Washington DC (ANA - T. Ellis) -- Greece's foreign minister George Papandreou, whose country currently holds the rotating EU presidency, European Parliament president Pat Cox, US undersecretary of State for political affairs Mark Grossman, and US House of Representatives subcommittee on Europe chairman Doug Bereuter on Tuesday (early Wednesday, Greek time) said in Washington that it was necessary for the US and EU to return to a climate of cooperation, on the eve of this year's annual EU-US summit.
During an open discussion on trans-atlantic relations organised by the German Marshall Fund, Papandreou presented the conclusions of last week's EU summit held in Halkidiki, northern Greece, and noted Europe's desire for a relationsip with the US on an equal footing, since both sides of the Atlantic, despite any difference, generally held the same goals.
''We want you to see us as equals'', Papandreou said, and the position was reiterated by Cox.
Grossman said that Washington has for decades been a staunch supporter of the EU, and also of its enlargement, and described as a ''positive development'' the recent ''strategy for the security of Europe'' presented to the EU leaders by EU High Representative for Common Foreign and Security Policy Javier Solana, sayng it indicated that the EU had the political will to confront international terrorism and the proliferation of weapons of mass destruction.
Grossman congratulated the Greek EU presidency for earnestly supporting the need for trans-atlantic dialogue and for advancing the discussion of the ''real issues'' of concern to humanity today, which he said were the problems of terrorism and weapons of mass destruction. He added, however, that the pronouncements needed to be followed by actions.
Papandreou, who currently chairs the EU Council of Ministers, said that the EU did not rule out the use of violence, but maintained that such action must have authorisation from the UN, and added that the European countries were determined to exhaust all diplomatic and economic means before being obliged to resort to the use of the 'extreme solution' of violence.

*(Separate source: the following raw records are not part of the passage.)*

use std::time::Duration;

use reqwest::Client;
use trawl_core::error::AppError;
use trawl_core::models::FetchedPage;
use trawl_core::traits::PageFetcher;
use url::Url;

use crate::parser::parse_page;

/// HTTP fetcher using reqwest.
///
/// Downloads a page, cleans its text, and extracts in-domain links.
/// Certificate validation is disabled deliberately: the target host serves
/// an incomplete chain and every failure here only degrades a single node.
#[derive(Clone)]
pub struct HttpFetcher {
    client: Client,
    timeout_secs: u64,
    domain_marker: String,
}

impl HttpFetcher {
    /// Fetcher with the default **10 s** per-request timeout.
    ///
    /// `domain_marker` is the substring an anchor target must contain to
    /// count as an in-domain link (e.g. `"ui.ac.id"`).
    pub fn new(domain_marker: &str) -> Result<Self, AppError> {
        Self::with_timeout(domain_marker, Duration::from_secs(10))
    }

    pub fn with_timeout(domain_marker: &str, timeout: Duration) -> Result<Self, AppError> {
        let timeout_secs = timeout.as_secs();
        let client = Client::builder()
            .user_agent("trawl/0.1 (site crawler)")
            .timeout(timeout)
            .danger_accept_invalid_certs(true)
            .build()
            .map_err(|e| AppError::HttpError(e.to_string()))?;

        Ok(Self {
            client,
            timeout_secs,
            domain_marker: domain_marker.to_string(),
        })
    }
}

impl PageFetcher for HttpFetcher {
    async fn fetch_page(&self, url: &str) -> Result<FetchedPage, AppError> {
        validate_url(url)?;
        tracing::debug!(%url, "Fetching");

        let response = self.client.get(url).send().await.map_err(|e| {
            if e.is_timeout() {
                AppError::Timeout(self.timeout_secs)
            } else if e.is_connect() {
                AppError::NetworkError(format!("Connection failed: {e}"))
            } else {
                AppError::HttpError(e.to_string())
            }
        })?;

        let status = response.status();
        if !status.is_success() {
            return Err(AppError::HttpError(format!(
                "HTTP {} for {}",
                status.as_u16(),
                url
            )));
        }

        let body = response
            .text()
            .await
            .map_err(|e| AppError::HttpError(format!("Failed to read response body: {e}")))?;

        Ok(parse_page(&body, &self.domain_marker))
    }
}

/// Reject anything that is not a well-formed http/https URL before it
/// reaches the network stack.
fn validate_url(url: &str) -> Result<(), AppError> {
    let parsed = Url::parse(url).map_err(|e| AppError::HttpError(format!("Invalid URL: {e}")))?;

    match parsed.scheme() {
        "http" | "https" => {}
        scheme => {
            return Err(AppError::HttpError(format!(
                "URL scheme '{scheme}' is not allowed (only http/https)"
            )));
        }
    }

    if parsed.host_str().is_none() {
        return Err(AppError::HttpError("URL has no host".to_string()));
    }

    Ok(())
}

Grossman spoke of ''necessary flexibility'' in order that a multilateral approach was followed wherever possible, but added there must in tandem be preparedness for the use of violence when that was deemed necessary.
He futher noted the importance of the common values that united the US and Europe.
Cox, in turn, maintained that the two sides of the Atlantic needed to cooperate more, and called on the US to accept Europe as an equal partner. He proposed close parliamentary cooperation so as to achieve common confrontation of issues arising and avoid the compicated procedures and distortions that follow the adoption of laws, which frequenly lead to clashes.
Cox said that the US was the most powerful war machine the planet has ever known, adding that thiis was a reality that would not change, but he warned that despite its strength, the US ''cannot do everything on its own''.
''You are perfect in war, but when you enter a country you need others in order to preserve the domestic balance and be able to leave in a short time and efficiently,'' Cox said.
The four officials condemned the ''extremist voices'' on both sides the the Atlnatic. Bereuter, speaking on behalf of Congress, endorsed a more substantive EU role in the Middle East.
Noting that he came from a farming state, Bereuter also urged Europe to accept GM (genetically modified) products, while on the multilateral confrontation of crises, he said that the majority of US legislators of both parties did not see the UN as a necessary organisation for the preservation of peace and security, ''and this is a reality that the Europeans must realise and take into consideration''.